Sí, ni modo: desde los primeros albores del siglo XXI el trance agónico por el que transitamos se ha hecho cada vez más y más evidente. En todos los ámbitos del quehacer humano, a lo largo y ancho del orbe entero, proliferan los indicios de que estamos viviendo el remate de nuestra era histórica. Esto se acaba. La Modernidad, la era del capitalismo, de los estados nacionales, la revolución científica y el ideal de progreso, de la dominación racional-instrumental de la Naturaleza y del cálculo de la utilidad… Quien quiso ver el fin de la historia en el mundo moderno, la actualidad como la meta feliz, tiene que aceptar que el futuro inmediato, más que una pradera tranquila y sin accidentes, es como un camino incierto al borde de un abismo y lo más seguro es que quién sabe.
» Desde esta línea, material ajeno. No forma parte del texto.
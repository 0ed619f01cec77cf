use crate::config::Field;
use crate::source::Source;

/// Request-scoped logging for resolution and persistence.
///
/// Every event carries the carrier's request ID so resolution decisions can
/// be correlated with the rest of the request's logs. Resolved values are
/// locale tags supplied by the client and are logged as-is.
#[derive(Debug)]
pub(crate) struct ResolutionLog<'a> {
    request_id: &'a str,
}

impl<'a> ResolutionLog<'a> {
    pub(crate) fn new(request_id: &'a str) -> Self {
        Self { request_id }
    }

    /// A configured source produced the field's value.
    pub(crate) fn resolved(&self, field: Field, source: Source, param: &str, value: &str) {
        tracing::debug!(
            request_id = %self.request_id,
            %field,
            %source,
            param,
            value,
            "locale attribute resolved"
        );
    }

    /// No source produced a value; the extra attributes did.
    pub(crate) fn fallback(&self, field: Field, value: &str) {
        tracing::debug!(
            request_id = %self.request_id,
            %field,
            value,
            "locale attribute taken from extra attributes"
        );
    }

    pub(crate) fn unresolved(&self, field: Field) {
        tracing::debug!(request_id = %self.request_id, %field, "locale attribute unresolved");
    }

    pub(crate) fn session_written(&self, session_key: &str, fields: usize) {
        tracing::trace!(
            request_id = %self.request_id,
            session_key,
            fields,
            "locale attributes persisted to session"
        );
    }

    pub(crate) fn session_unavailable(&self) {
        tracing::trace!(
            request_id = %self.request_id,
            "carrier has no writable session; skipping persistence"
        );
    }
}
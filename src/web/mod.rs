//! Request and navigation hooks.
//!
//! This module is where resolution meets the request lifecycle. It provides:
//! - [`LocalePlug`]: runs once per request, resolves every field, stores the
//!   result on the carrier and persists it into the session
//! - [`NavigationHook`]: runs after each client-side navigation on a
//!   live-session [`Socket`](crate::Socket)
//! - [`Pipeline`]: an ordered chain of [`Plug`]s threading a carrier through
//!
//! # Design Principles
//!
//! 1. **No Framework Dependencies**: Hooks operate on the [`Carrier`](crate::Carrier)
//!    trait. Framework-specific code builds a `Conn` or `Socket` and hands it in.
//!
//! 2. **Values In, Values Out**: Every hook takes the carrier by value and returns
//!    it. Nothing is shared or mutated behind the caller's back.
//!
//! 3. **Never Halt**: Locale resolution cannot fail a request. Unresolvable fields
//!    are left absent and the chain continues.
//!
//! 4. **Explicit Configuration**: No global state. The [`Config`](crate::Config)
//!    travels with the hook that uses it.
//!
//! # Example Flow
//!
//! ```
//! use request_locale::web::{Flow, LocalePlug, Pipeline};
//! use request_locale::{store, Carrier, Config, Conn};
//!
//! let pipeline = Pipeline::new()
//!     .plug(|conn: Conn| Flow::Cont(conn))
//!     .plug(LocalePlug::new(Config::default()));
//!
//! let mut conn = Conn::new("req-7").with_host("example.com");
//! conn.add_header("Accept-Language", "pt-BR, pt;q=0.8");
//! conn.add_query_param("region", "BR");
//!
//! let conn = pipeline.run(conn).into_inner();
//!
//! assert_eq!(store::fetch(&conn, "region").unwrap(), "BR");
//! assert_eq!(conn.assigns()["region"], "BR");
//! ```

mod navigation;
mod plug;

pub use navigation::NavigationHook;
pub use plug::{Flow, LocalePlug, Pipeline, Plug};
Así que en medio de este tinglado resulta inapreciable hallarse con luces para atisbar no el futuro sino el presente en el que nos tocó en suerte convivir. Eso encontré en el más reciente Informe de desarrollo humano del Programa de las Naciones Unidas para el Desarrollo (PNUD), subtitulado La próxima frontera. El desarrollo humano y el Antropoceno. Sin circunloquio alguno, el organismo de la ONU parte de la aceptación de que hoy “el riesgo dominante para nuestra supervivencia somos nosotros mismos”. En efecto, desde hace decenas de miles de años no son las fieras ni los riesgos de la intemperie, tampoco son ahora las bacterias ni los virus ni los meteoritos ni los alienígenas… Incluso durante la antropopausa que ha sido la pandemia, lo más peligroso para cualquier humano somos tú y yo y todos sus congéneres. El espléndido texto introductorio del documento —que firma Achim Steiner, administrador del PNUD—, de entrada, diagnostica tajantemente: “Cambio climático, desigualdades flagrantes, cifras nunca vistas de personas que se ven obligadas a abandonar sus hogares por conflictos y crisis… Estos son los resultados de unas sociedades que valoran lo que miden en lugar de medir lo que valoran.” Sistemáticamente nos estamos poniendo el pie, sistemáticamente estamos escupiendo al cielo. El funcionario de Naciones Unidas deja dicho en pocas palabras la responsabilidad que nos tocó: “No somos la última generación del Antropoceno; somos la primera en reconocerlo.” Es decir, nosotros, los contemporáneos, nos quedamos sin la coartada de la ignoracia: estamos por dizmarnos solitos. Llevamos siglos empeñados en hacer de nuestro único hogar, la Tierra, una hoguera.
Además del diagnóstico, el Informe de desarrollo humano 2020 propone el remedio: “Para sobrevivir y prosperar en esta nueva era, debemos trazar una nueva senda del progreso que respete los destinos entrelazados de las personas y el planeta, y reconozca que la huella material y de carbono de quienes más tienen está socavando las oportunidades de las personas que menos tienen.” Dicho en corto, o cambiamos el sistema que prioriza el lucro en favor de una microminoría —eso que el neoliberalismo llama “crecimiento económico”— o nos lleva el diablo.